The Bombay High Court is hearing three cases, including an arbitration plea, while the Rajasthan High Court and Delhi High Court have one each.
These court cases will not just settle obligations but also set new precedence on contract law. The MCX, which controls at least 94% of commodity market trading, settles its crude oil contracts against global benchmark and mirrors New York Mercantile Exchange (Nymex) contracts. Contracts on the MCX are settled in cash on a monthly basis. Final settlement price of such contracts is pegged to that of Nymex futures as reflected in rupee value on expiry date.
Questions around contract law, established securities law principles, whether exceptions need to be made for extraordinary situations, will be settled after court rulings.
The first suit was filed by three brokerage firms--Motilal Oswal Financial Services Ltd, Religare Securities and PCS Securities Ltd--that jointly moved the Bombay High Court on 22 April against the MCX and Securities and Exchange Board of India (Sebi). The matter under adjudication is being heard on the grounds that commodity exchanges in India, including the MCX, “has any provision to trade commodities/stock by assigning a negative value to it". It also dealt with the fact that softwares do not accept any negative value to calculate risk and margins for the futures contract.
The second case at the Bombay High Court is a plea under section 9 of the Arbitration and Conciliation Act, 1996, by Motilal Oswal against its trading client, Dhanera Diamonds. The petition is to secure ₹80.74 crore due from the diamond firm on its settlement obligations for trades in crude oil contracts.
"The trader had a position of ₹20 crore, however, negative settlement price caused it a loss of nearly ₹130 crore.
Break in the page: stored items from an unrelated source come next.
//! Storage for the deployer.
//!
//! Deployment parameters, run reports, verification records and the RPC
//! provider registry all live behind a small key/value port. The typed
//! [`StorageService`] combines a namespace and an id into a key and stores
//! values as JSON.

use async_trait::async_trait;
use deployer_config::{StorageBackend, StorageConfig};
use serde::{de::DeserializeOwned, Serialize};
use std::time::Duration;
use thiserror::Error;

pub mod implementations {
	pub mod file;
	pub mod memory;
}

pub use implementations::file::FileStorage;
pub use implementations::memory::MemoryStorage;

/// Namespace of deployment parameters, keyed by deployment id.
pub const PARAMS_NAMESPACE: &str = "params";
/// Namespace of run reports, keyed by deployment id.
pub const REPORTS_NAMESPACE: &str = "reports";
/// Namespace of verification records, keyed by lowercase contract address.
pub const VERIFICATION_NAMESPACE: &str = "verification";
/// Namespace of the RPC provider registry, keyed by chain id.
pub const RPC_PROVIDERS_NAMESPACE: &str = "rpc_providers";

/// Errors that can occur during storage operations.
#[derive(Debug, Error)]
pub enum StorageError {
	#[error("Not found")]
	NotFound,
	#[error("Serialization error: {0}")]
	Serialization(String),
	#[error("Backend error: {0}")]
	Backend(String),
}

/// Low-level key/value interface implemented by storage backends.
#[async_trait]
pub trait StorageInterface: Send + Sync {
	async fn get_bytes(&self, key: &str) -> Result<Vec<u8>, StorageError>;

	/// Stores raw bytes with optional time-to-live.
	async fn set_bytes(
		&self,
		key: &str,
		value: Vec<u8>,
		ttl: Option<Duration>,
	) -> Result<(), StorageError>;

	/// Deletes the value for `key`; deleting a missing key succeeds.
	async fn delete(&self, key: &str) -> Result<(), StorageError>;

	async fn exists(&self, key: &str) -> Result<bool, StorageError>;
}

/// Typed storage over a backend.
pub struct StorageService {
	backend: Box<dyn StorageInterface>,
}

impl StorageService {
	pub fn new(backend: Box<dyn StorageInterface>) -> Self {
		Self { backend }
	}

	/// In-memory service, used for dry runs and tests.
	pub fn in_memory() -> Self {
		Self::new(Box::new(MemoryStorage::new()))
	}

	fn key(namespace: &str, id: &str) -> String {
		format!("{}:{}", namespace, id)
	}

	pub async fn store_with_ttl<T: Serialize>(
		&self,
		namespace: &str,
		id: &str,
		data: &T,
		ttl: Option<Duration>,
	) -> Result<(), StorageError> {
		let bytes =
			serde_json::to_vec(data).map_err(|e| StorageError::Serialization(e.to_string()))?;
		self.backend
			.set_bytes(&Self::key(namespace, id), bytes, ttl)
			.await
	}

	pub async fn store<T: Serialize>(
		&self,
		namespace: &str,
		id: &str,
		data: &T,
	) -> Result<(), StorageError> {
		self.store_with_ttl(namespace, id, data, None).await
	}

	pub async fn retrieve<T: DeserializeOwned>(
		&self,
		namespace: &str,
		id: &str,
	) -> Result<T, StorageError> {
		let bytes = self.backend.get_bytes(&Self::key(namespace, id)).await?;
		serde_json::from_slice(&bytes).map_err(|e| StorageError::Serialization(e.to_string()))
	}

	/// Like [`StorageService::retrieve`] but maps a missing key to `None`.
	pub async fn retrieve_optional<T: DeserializeOwned>(
		&self,
		namespace: &str,
		id: &str,
	) -> Result<Option<T>, StorageError> {
		match self.retrieve(namespace, id).await {
			Ok(value) => Ok(Some(value)),
			Err(StorageError::NotFound) => Ok(None),
			Err(e) => Err(e),
		}
	}

	pub async fn exists(&self, namespace: &str, id: &str) -> Result<bool, StorageError> {
		self.backend.exists(&Self::key(namespace, id)).await
	}

	pub async fn remove(&self, namespace: &str, id: &str) -> Result<(), StorageError> {
		self.backend.delete(&Self::key(namespace, id)).await
	}
}

/// Factory function to create a storage backend from configuration.
pub fn create_storage(config: &StorageConfig) -> Box<dyn StorageInterface> {
	match config.backend {
		StorageBackend::File => Box::new(FileStorage::new(config.path.clone())),
		StorageBackend::Memory => Box::new(MemoryStorage::new()),
	}
}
Motilal had ₹56 crore of the clients' money as margin. The MCX deducted the required payouts from the brokerage’s account. However, Dhanera Diamonds refused to settle its liability towards the brokerage firm for the outstanding dues. The interim relief being sought is to secure the sum pending arbitration," said a person with direct knowledge of the matter.
The matter was heard on 15 May, where the Bombay High Court asked Dhanera Diamonds to submit its list of assets. During the submissions, the firm said it has assets of nearly ₹500 crore.
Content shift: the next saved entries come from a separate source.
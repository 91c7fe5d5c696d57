//! Cross-chain deployment engine.
//!
//! The [`DeploymentOrchestrator`] places one contract at the same CREATE
//! address on every chain of a run by aligning the deployer nonce before
//! submission. The [`ModuleDeploymentOrchestrator`] repeats the protocol for
//! auxiliary contracts at consecutive nonces, and [`Deployer`] drives a
//! complete run from stored parameters to a persisted [`RunReport`].
//!
//! [`RunReport`]: deployer_types::RunReport

pub mod engine;
pub mod error;
pub mod fees;
pub mod lifecycle;
pub mod logo;
pub mod modules;
pub mod orchestrator;

pub use engine::{predict_addresses, Deployer, DeployerBuilder, DEFAULT_MODULES};
pub use error::DeployError;
pub use fees::{FeePolicy, GasPolicy};
pub use lifecycle::ChainLifecycle;
pub use logo::{current_logo_uri, LogoInitializer};
pub use modules::{ModuleDeploymentOrchestrator, ModuleWave};
pub use orchestrator::{AbortSignal, ChainJob, DeploySettings, DeploymentOrchestrator, WaveOutcome};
A counter plea has been filed by Dhanera Diamonds against Motilal Oswal and the MCX demanding ₹56 crore as dues. In the plea, it said there is no provision of negative trading, so there is a question of settling those contracts.
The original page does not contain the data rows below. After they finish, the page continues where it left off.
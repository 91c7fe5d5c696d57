//! Catalogue of auxiliary contracts deployed next to the primary contract.
//!
//! Every module takes the primary contract address as its first constructor
//! argument. The catalogue is open: built-in entries can be extended from
//! configuration without touching the orchestrator.

use crate::ChainId;
use alloy::primitives::{Address, Bytes, U256};
use alloy::sol_types::SolValue;
use serde::{Deserialize, Serialize};
use std::collections::BTreeMap;
use thiserror::Error;

#[derive(Debug, Error, PartialEq, Eq)]
pub enum ModuleError {
	#[error("Unknown module type: {0}")]
	UnknownModule(String),
	#[error("No init code for module: {0}")]
	MissingInitCode(String),
	#[error("Module requested twice: {0}")]
	Duplicate(String),
}

/// Shape of a module constructor.
#[derive(Debug, Clone, Copy, PartialEq, Eq, Serialize, Deserialize)]
#[serde(rename_all = "snake_case")]
pub enum ConstructorLayout {
	/// `constructor(address primary)`
	Primary,
	/// `constructor(address primary, uint256 chainId, address emergencyAdmin)`
	PrimaryChainAdmin,
}

impl ConstructorLayout {
	/// ABI-encoded constructor arguments for one chain.
	pub fn encode(self, primary: Address, chain_id: ChainId, deployer: Address) -> Bytes {
		match self {
			Self::Primary => (primary,).abi_encode_params().into(),
			Self::PrimaryChainAdmin => {
				(primary, U256::from(chain_id), deployer).abi_encode_params().into()
			}
		}
	}
}

/// One catalogue entry.
#[derive(Debug, Clone, PartialEq, Eq, Serialize, Deserialize)]
pub struct ModuleSpec {
	pub module_type: String,
	pub contract_name: String,
	pub layout: ConstructorLayout,
}

impl ModuleSpec {
	pub fn new(
		module_type: impl Into<String>,
		contract_name: impl Into<String>,
		layout: ConstructorLayout,
	) -> Self {
		Self {
			module_type: module_type.into(),
			contract_name: contract_name.into(),
			layout,
		}
	}

	pub fn constructor_args(&self, primary: Address, chain_id: ChainId, deployer: Address) -> Bytes {
		self.layout.encode(primary, chain_id, deployer)
	}

	/// Creation bytecode followed by the encoded constructor arguments.
	pub fn init_code(
		&self,
		bytecode: &Bytes,
		primary: Address,
		chain_id: ChainId,
		deployer: Address,
	) -> Bytes {
		let args = self.constructor_args(primary, chain_id, deployer);
		let mut code = Vec::with_capacity(bytecode.len() + args.len());
		code.extend_from_slice(bytecode);
		code.extend_from_slice(&args);
		code.into()
	}

}

/// Registry of deployable module types.
#[derive(Debug, Clone, PartialEq, Eq)]
pub struct ModuleCatalogue {
	specs: BTreeMap<String, ModuleSpec>,
}

impl ModuleCatalogue {
	pub fn builtin() -> Self {
		let mut specs = BTreeMap::new();
		for spec in [
			ModuleSpec::new("treasury", "TreasuryModule", ConstructorLayout::PrimaryChainAdmin),
			ModuleSpec::new("timelock", "TimelockModule", ConstructorLayout::Primary),
			ModuleSpec::new("reader", "DLEReader", ConstructorLayout::Primary),
			ModuleSpec::new(
				"hierarchicalVoting",
				"HierarchicalVotingModule",
				ConstructorLayout::Primary,
			),
			ModuleSpec::new("extensible", "ExtensibleModule", ConstructorLayout::Primary),
		] {
			specs.insert(spec.module_type.clone(), spec);
		}
		Self { specs }
	}

	/// Adds or replaces a catalogue entry.
	pub fn with_spec(mut self, spec: ModuleSpec) -> Self {
		self.specs.insert(spec.module_type.clone(), spec);
		self
	}

	pub fn get(&self, module_type: &str) -> Option<&ModuleSpec> {
		self.specs.get(module_type)
	}

	pub fn module_types(&self) -> impl Iterator<Item = &str> {
		self.specs.keys().map(String::as_str)
	}

	/// Resolves a requested module list, rejecting unknown and repeated types.
	pub fn validate_requested(&self, requested: &[String]) -> Result<Vec<ModuleSpec>, ModuleError> {
		let mut resolved: Vec<ModuleSpec> = Vec::with_capacity(requested.len());
		for module_type in requested {
			if resolved.iter().any(|s| &s.module_type == module_type) {
				return Err(ModuleError::Duplicate(module_type.clone()));
			}
			let spec = self
				.get(module_type)
				.ok_or_else(|| ModuleError::UnknownModule(module_type.clone()))?;
			resolved.push(spec.clone());
		}
		Ok(resolved)
	}
}

impl Default for ModuleCatalogue {
	fn default() -> Self {
		Self::builtin()
	}
}

/// A module scheduled at a fixed nonce.
#[derive(Debug, Clone, PartialEq, Eq)]
pub struct ModuleTarget {
	pub spec: ModuleSpec,
	pub target_nonce: u64,
}

/// Nonce schedule of the module wave, identical across chains.
#[derive(Debug, Clone, PartialEq, Eq)]
pub struct ModulePlan {
	pub base_nonce: u64,
	pub targets: Vec<ModuleTarget>,
}

impl ModulePlan {
	/// Module `i` of the requested list lands at `base_nonce + i`.
	pub fn new(base_nonce: u64, specs: Vec<ModuleSpec>) -> Self {
		let targets = specs
			.into_iter()
			.enumerate()
			.map(|(index, spec)| ModuleTarget {
				spec,
				target_nonce: base_nonce + index as u64,
			})
			.collect();
		Self {
			base_nonce,
			targets,
		}
	}

	pub fn target_nonce(&self, module_type: &str) -> Option<u64> {
		self.targets
			.iter()
			.find(|t| t.spec.module_type == module_type)
			.map(|t| t.target_nonce)
	}

	pub fn is_empty(&self) -> bool {
		self.targets.is_empty()
	}
}

#[cfg(test)]
mod tests {
	use super::*;

	#[test]
	fn test_treasury_args_are_chain_specific() {
		let catalogue = ModuleCatalogue::builtin();
		let treasury = catalogue.get("treasury").unwrap();
		let primary = Address::repeat_byte(0x11);
		let deployer = Address::repeat_byte(0x22);

		let a = treasury.constructor_args(primary, 1, deployer);
		let b = treasury.constructor_args(primary, 10, deployer);
		assert_eq!(a.len(), 96);
		assert_ne!(a, b);
		assert_eq!(&a[12..32], primary.as_slice());
		assert_eq!(a[63], 1);
		assert_eq!(&a[76..96], deployer.as_slice());

		let timelock = catalogue.get("timelock").unwrap();
		assert_eq!(
			timelock.constructor_args(primary, 1, deployer),
			timelock.constructor_args(primary, 10, deployer)
		);
	}

	#[test]
	fn test_init_code_appends_args() {
		let spec = ModuleSpec::new("reader", "DLEReader", ConstructorLayout::Primary);
		let bytecode = Bytes::from(vec![0x60, 0x80]);
		let code = spec.init_code(&bytecode, Address::repeat_byte(1), 1, Address::ZERO);
		assert_eq!(code.len(), 34);
		assert_eq!(&code[..2], &[0x60, 0x80]);
	}

	#[test]
	fn test_validate_requested() {
		let catalogue = ModuleCatalogue::builtin()
			.with_spec(ModuleSpec::new("vault", "VaultModule", ConstructorLayout::Primary));

		let ok = catalogue
			.validate_requested(&["vault".to_string(), "reader".to_string()])
			.unwrap();
		assert_eq!(ok[0].contract_name, "VaultModule");

		assert_eq!(
			catalogue.validate_requested(&["nope".to_string()]),
			Err(ModuleError::UnknownModule("nope".to_string()))
		);
		assert_eq!(
			catalogue.validate_requested(&["reader".to_string(), "reader".to_string()]),
			Err(ModuleError::Duplicate("reader".to_string()))
		);
	}

	#[test]
	fn test_module_plan_offsets() {
		let catalogue = ModuleCatalogue::builtin();
		let specs = catalogue
			.validate_requested(&[
				"treasury".to_string(),
				"timelock".to_string(),
				"reader".to_string(),
			])
			.unwrap();
		let plan = ModulePlan::new(4, specs);
		assert_eq!(plan.target_nonce("treasury"), Some(4));
		assert_eq!(plan.target_nonce("timelock"), Some(5));
		assert_eq!(plan.target_nonce("reader"), Some(6));
		assert_eq!(plan.target_nonce("extensible"), None);
	}
}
In the Rajasthan High Court, a broker Ganganagar Commodity's grouse is the same that the MCX did not have the facility to allow negative trading and truncated trade time at 5 pm prevented the brokers from exiting before the prices could turn negative. Even the Centre has been made a party to the case.
The fifth case, at the Delhi High Court, is of similar nature. The court on 30 April had refused to stay the MCX settlement circular.